You’ll learn how to:

  • Perform forensic imaging of magnetic hard disks, SSDs and flash drives, opti­cal discs, magnetic tapes, and legacy technologies
  • Protect attached evidence media from accidental modification
  • Manage large forensic image files, storage capacity, image format conversion, compression, splitting, duplication, secure transfer and storage, and secure ­disposal
  • Preserve and verify evidence integrity with cryptographic and piecewise hashing, public key signatures, and RFC-3161 ­timestamping
  • Work with newer drive and interface tech­nologies like NVME, SATA Express, 4K-native sector drives, SSHDs, SAS, UASP/USB3x, and Thunderbolt
  • Manage drive security such as ATA pass­words; encrypted thumb drives; Opal self-encrypting drives; OS-encrypted drives using BitLocker, FileVault, and TrueCrypt; and others
  • Acquire usable images from more complex or challenging situations such as RAID systems, virtual machine images, and damaged media

With its unique focus on digital forensic acquisition and evidence preservation, ­Practical Forensic Imaging is a valuable resource for experienced digital forensic investigators wanting to advance their Linux skills and experienced Linux administrators wanting to learn digital forensics. This is a must-have reference for every digital forensics lab.

Author Bio 

Bruce Nikkel is the director of Cyber-Crime / IT Investigation & Forensics at a global financial institution where he has managed the IT forensics unit since 2005. He is an editor for Digital Investigation and has published ­research on various digital forensic topics. Bruce holds a PhD in network forensics.

Table of contents 

Introduction

Chapter 0: Digital Forensics Overview
Chapter 1: Storage Media Overview<
Chapter 2: Linux as a Forensic Acquisition Platform
Chapter 3: Forensic Image Formats
Chapter 4: Planning and Preparation
Chapter 5: Attaching Subject Media to an Acquisition Host
Chapter 6: Forensic Image Acquisition
Chapter 7: Forensic Image Management
Chapter 8: Special Image Access Topics
Chapter 9: Extracting Subsets of Forensic Images

View the detailed Table of Contents (PDF)
View the Index (PDF)

Reviews 

“Despite the huge impact of this subject matter, there have been precious few books on the topic to date. Luckily, Practical Forensic Imaging steps in now to fill the gap. An excellent addition to any bookshelf.”
Forensic Focus

One of Opensource.com's "Hot open source books" of 2016

“I am a big fan of this book, and found it to contain the right amount of technical content coupled with important concepts and concerns surrounding forensic imaging. I’d encourage anyone in DFIR who is imaging regularly or looking to increase their Linux skills to check out a copy of the book.”
505 Forensics

The International Society of Forensic Computer Examiners (ISFCE) added Practical Forensic Imaging to their list of suggested study materials!

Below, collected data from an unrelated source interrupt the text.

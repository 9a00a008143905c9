use parking_lot::Mutex;
use rand::{SeedableRng, rngs::StdRng};
use rand_distr::{Distribution, Normal, Uniform};

use super::{Initializer, Result};

/// An initializer that samples a probabilistic distribution.
///
/// The generator keeps its own rng so that graph-level sharing through an
/// `Arc` stays possible; a fixed seed makes initialization reproducible.
pub struct RandInit<D> {
    rng: Mutex<StdRng>,
    distribution: D,
}

impl<D: Distribution<f64>> RandInit<D> {
    /// Creates a new `RandInit` initializer.
    ///
    /// # Arguments
    /// * `seed` - An optional seed for the rng.
    /// * `distribution` - The distribution to sample from.
    ///
    /// # Returns
    /// A new `RandInit` instance.
    pub fn new(seed: Option<u64>, distribution: D) -> Self {
        let rng = match seed {
            Some(seed) => StdRng::seed_from_u64(seed),
            None => StdRng::from_os_rng(),
        };

        Self {
            rng: Mutex::new(rng),
            distribution,
        }
    }
}

impl RandInit<Uniform<f64>> {
    /// Creates a new `RandInit` initializer with a uniform distribution.
    ///
    /// # Arguments
    /// * `seed` - An optional seed for the rng.
    /// * `low` - The inclusive lower limit.
    /// * `high` - The exclusive upper limit.
    ///
    /// # Returns
    /// An error if the range is invalid (low > high).
    pub fn uniform(seed: Option<u64>, low: f64, high: f64) -> Result<Self> {
        Ok(Self::new(seed, Uniform::new(low, high)?))
    }
}

impl RandInit<Normal<f64>> {
    /// Creates a new `RandInit` initializer with a normal distribution.
    ///
    /// # Arguments
    /// * `seed` - An optional seed for the rng.
    /// * `mean` - The mean of the distribution.
    /// * `std_dev` - The standard deviation of the distribution.
    ///
    /// # Returns
    /// An error if `std_dev` is not finite (NaN or infinite).
    pub fn normal(seed: Option<u64>, mean: f64, std_dev: f64) -> Result<Self> {
        Ok(Self::new(seed, Normal::new(mean, std_dev)?))
    }
}

impl<D: Distribution<f64> + Send + Sync> Initializer for RandInit<D> {
    fn generate(&self, n: usize) -> Vec<f64> {
        let mut rng = self.rng.lock();
        (0..n).map(|_| self.distribution.sample(&mut *rng)).collect()
    }
}

#[cfg(test)]
mod tests {
    use super::*;

    #[test]
    fn uniform_stays_in_range() {
        let init = RandInit::uniform(Some(7), -1.0, 1.0).unwrap();
        let values = init.generate(100);

        assert_eq!(values.len(), 100);
        assert!(values.iter().all(|v| (-1.0..1.0).contains(v)));
    }

    #[test]
    fn seeded_generation_is_reproducible() {
        let a = RandInit::normal(Some(42), 0.0, 1.0).unwrap();
        let b = RandInit::normal(Some(42), 0.0, 1.0).unwrap();

        assert_eq!(a.generate(10), b.generate(10));
    }

    #[test]
    fn invalid_uniform_range() {
        assert!(RandInit::uniform(None, 1.0, -1.0).is_err());
    }

    #[test]
    fn invalid_std_dev() {
        assert!(RandInit::normal(None, 0.0, f64::NAN).is_err());
    }
}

Practical Forensic Imaging is featured on Linux Journal.

“Cybercrime and digital forensics expert Bruce Nikkel describes the use of open source command line technology to obtain and manage forensic data. Target readers are the expanding number of forensic practitioners including forensic and electronic discovery technicians in legal, auditing, and consulting firms; incident response teams; law enforcement forensic specialists; and forensic investigators.”
—The Lawyer's PC

“It's commonly said that you should assume the bad guys have already breached your networks. The ability to carry out forensic examinations is one of the key skills you'll need in response to that risk, and this book is a solid introduction to acquiring those skills.”
—Network Security Newsletter

"I loved Bruce Nikkel's book Practical Forensic Imaging from @nostarch - but his new book Practical Linux Forensics is 🔥🔥🔥 Beginner to intermediate, and a good desktop reference."